We know that using T-Flip Flops in a cascaded manner(something like ripple counter) allows us to divide the clock frequency by a factor of \$2^{n}\$ where \$n\$ stands for the number of flip-flops. Now, Suppose I want to divide my original clock frequency by a factor of 3 or by 9? What can I do to achieve this?

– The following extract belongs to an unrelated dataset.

//! 模块集成测试

#[allow(unused_imports)]
pub mod config;
#[allow(unused_imports)]
pub mod registry;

My progress: Suppose we want to divide the given frequency by a factor of 6. Then, I thought that we can achieve our task by connecting the counter circuit and then adding some combinatorial circuit to change the clock only when 3 counts are done. This way whenever 6 counts are completed, one output cycle will complete.(Look at the circuit below):
But how do we do when we want to divide the clock frequency by a factor of 3 or 5 or 9?
Best Answer
Use added logic to capture counts as they appear at the binary counters outputs. The LSB is 1 if high. The weight of the bits is 1, 2, 4, 8 for a 4 bit counter. A count of 9 means 1 and 8 are high, 2 and 4 are low. Use and or nand gates on these pins to reset the counter each time it has a count of 9, or a count of 8 if asynchronous reset, as 0 is part of the count.
As long as the clock pulse is running it will repeat the same count endlessly.
Because 0 is part of the count, the counter will have one more state then the counters value.